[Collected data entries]
-*-
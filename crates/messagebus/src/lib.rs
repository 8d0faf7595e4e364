//! Typed publish/subscribe broker with configurable backpressure, plus a
//! blocking ask-user request/response service layered on top of it.
//!
//! The [`broker`] module is the reusable primitive: [`broker::Broker`]
//! delivers typed events to subscribers whose lifetimes are tied to an
//! external [`cancel::CancellationSignal`], under one of three
//! [`config::BackpressurePolicy`] choices. The [`ask`] module builds a
//! concrete workflow on top of it: announcing a question set as an event and
//! blocking the caller on a [`registry::PendingRegistry`] slot until a UI
//! answers or cancels it.

pub mod ask;
pub mod broker;
pub mod cancel;
pub mod clock;
pub mod config;
pub mod errors;
pub mod event;
pub mod id;
pub mod registry;

pub use ask::{Answer, Question, QuestionOption, RequestRecord, RequestService, ResponseRecord};
pub use broker::{Broker, BrokerMetrics, SubscriptionId};
pub use cancel::CancellationSignal;
pub use clock::{Clock, Elapsed, TokioClock};
pub use config::{BackpressurePolicy, BrokerConfig, Capacity};
pub use errors::{BrokerError, ConfigurationError};
pub use event::{Event, EventKind};
pub use id::{IdGenerator, UuidV7Generator};
pub use registry::{PendingRegistry, PendingSlot};
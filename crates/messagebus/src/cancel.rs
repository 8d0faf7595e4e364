//! The external cancellation scope a [`crate::broker::Broker`] subscriber is
//! tied to.
//!
//! Grounded on the teacher's `subscription::CancellationSignal`: an atomic
//! flag plus a [`tokio::sync::Notify`] so firing it is idempotent and every
//! waiter wakes, whether they started waiting before or after the fire.

use std::sync::Arc;
use std::sync::atomic::{AtomicBool, Ordering};
use tokio::sync::Notify;

/// A one-shot, broadcastable cancellation handle.
///
/// Cloning a `CancellationSignal` directly would duplicate the flag; callers
/// share one signal across tasks by wrapping it in `Arc`, matching how the
/// broker hands the same `Arc<CancellationSignal>` to both the caller and its
/// own housekeeping task.
#[derive(Debug, Default)]
pub struct CancellationSignal {
    cancelled: AtomicBool,
    notify: Notify,
}

impl CancellationSignal {
    pub fn new() -> Self {
        Self {
            cancelled: AtomicBool::new(false),
            notify: Notify::new(),
        }
    }

    pub fn new_shared() -> Arc<Self> {
        Arc::new(Self::new())
    }

    /// Fire the signal. Idempotent: firing twice has the same effect as
    /// firing once.
    pub fn cancel(&self) {
        self.cancelled.store(true, Ordering::SeqCst);
        self.notify.notify_waiters();
    }

    pub fn is_cancelled(&self) -> bool {
        self.cancelled.load(Ordering::SeqCst)
    }

    /// Resolve immediately if already cancelled, otherwise wait for `cancel`.
    ///
    /// `notify_waiters` only wakes tasks already registered as waiters at the
    /// time it's called, so a naive "check flag, then await notified()" has a
    /// gap: a `cancel()` landing between the check and the first poll of
    /// `notified()` would be missed, hanging this call forever. `enable()`
    /// registers the waiter before the flag is (re)checked, closing the gap.
    pub async fn cancelled(&self) {
        let notified = self.notify.notified();
        tokio::pin!(notified);
        notified.as_mut().enable();

        if self.is_cancelled() {
            return;
        }
        notified.await;
    }
}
-*-
- [Task goal]:
Return the lines above that include the string "PendingRegistry".

- [Result for this task]:
//! blocking the caller on a [`registry::PendingRegistry`] slot until a UI
pub use registry::{PendingRegistry, PendingSlot};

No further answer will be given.